TASK DETAILS: Your job is to return every line in the data holding the string "from".

EXTRACTED RECORDS:

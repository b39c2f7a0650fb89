//! Error types for the generator crate.

use std::io;

use thiserror::Error;

use crate::edge::Edge;

/// Errors produced while configuring or running a generator.
#[non_exhaustive]
#[derive(Debug, Error)]
pub enum GeneratorError {
    /// Writing to the instance output failed.
    #[error("failed to write instance output: {0}")]
    Io(#[from] io::Error),
    /// The replay input contained no records.
    #[error("replay input contains no edge records")]
    EmptyInput,
    /// The replay vertex count must cover at least one vertex so query
    /// endpoints can be drawn.
    #[error("vertex count must be positive (got {got})")]
    InvalidVertexCount {
        /// The rejected vertex count.
        got: u64,
    },
    /// The query-injection frequency was negative or not finite.
    #[error("query frequency must be finite and non-negative (got {got})")]
    InvalidQueryFrequency {
        /// The rejected frequency value.
        got: f64,
    },
    /// The configured simulation window was inverted.
    #[error("replay window is inverted: start {start} exceeds end {end}")]
    InvalidTimeRange {
        /// Configured start of the simulated clock.
        start: i64,
        /// Configured end of the simulated clock.
        end: i64,
    },
    /// The edge survival time must be positive.
    #[error("survival time must be positive (got {got})")]
    InvalidSurvivalTime {
        /// The rejected survival time.
        got: i64,
    },
    /// The clustered generator was configured with an unusable clique shape.
    #[error(
        "clique size {clique_size} is invalid for {vertex_count} vertices; \
         need 2 <= clique_size <= vertex_count"
    )]
    InvalidCliqueShape {
        /// Requested clique size.
        clique_size: usize,
        /// Requested vertex count.
        vertex_count: usize,
    },
    /// A candidate edge list came out empty, so the edit loop cannot draw
    /// uniform indices from it.
    #[error("no {kind} candidate edges were generated; increase the vertex count or change the seed")]
    EmptyCandidateList {
        /// Which candidate list was empty (`"intra-clique"` or `"inter-clique"`).
        kind: &'static str,
    },
    /// An expiring edge was missing from the live table. This signals a
    /// loader or clock-ordering bug, never a recoverable input condition.
    #[error("edge {edge} expired at clock {clock} but has no live record")]
    ExpiredEdgeNotLive {
        /// The edge found in the expiry bucket.
        edge: Edge,
        /// Simulated clock at which the inconsistency was detected.
        clock: i64,
    },
    /// A live edge pointed at an expiry bucket that does not contain it.
    #[error("live edge {edge} is missing from its expiry bucket at {expiry}")]
    MissingExpiryEntry {
        /// The live edge whose bucket entry was absent.
        edge: Edge,
        /// Expiry timestamp the live record pointed at.
        expiry: i64,
    },
}

/// Convenient alias for results returned by the generator crate.
pub type Result<T> = core::result::Result<T, GeneratorError>;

SOLUTION TO THE EXERCISE:
    Io(#[from] io::Error),
    /// uniform indices from it.
    /// An expiring edge was missing from the live table. This signals a
    #[error("live edge {edge} is missing from its expiry bucket at {expiry}")]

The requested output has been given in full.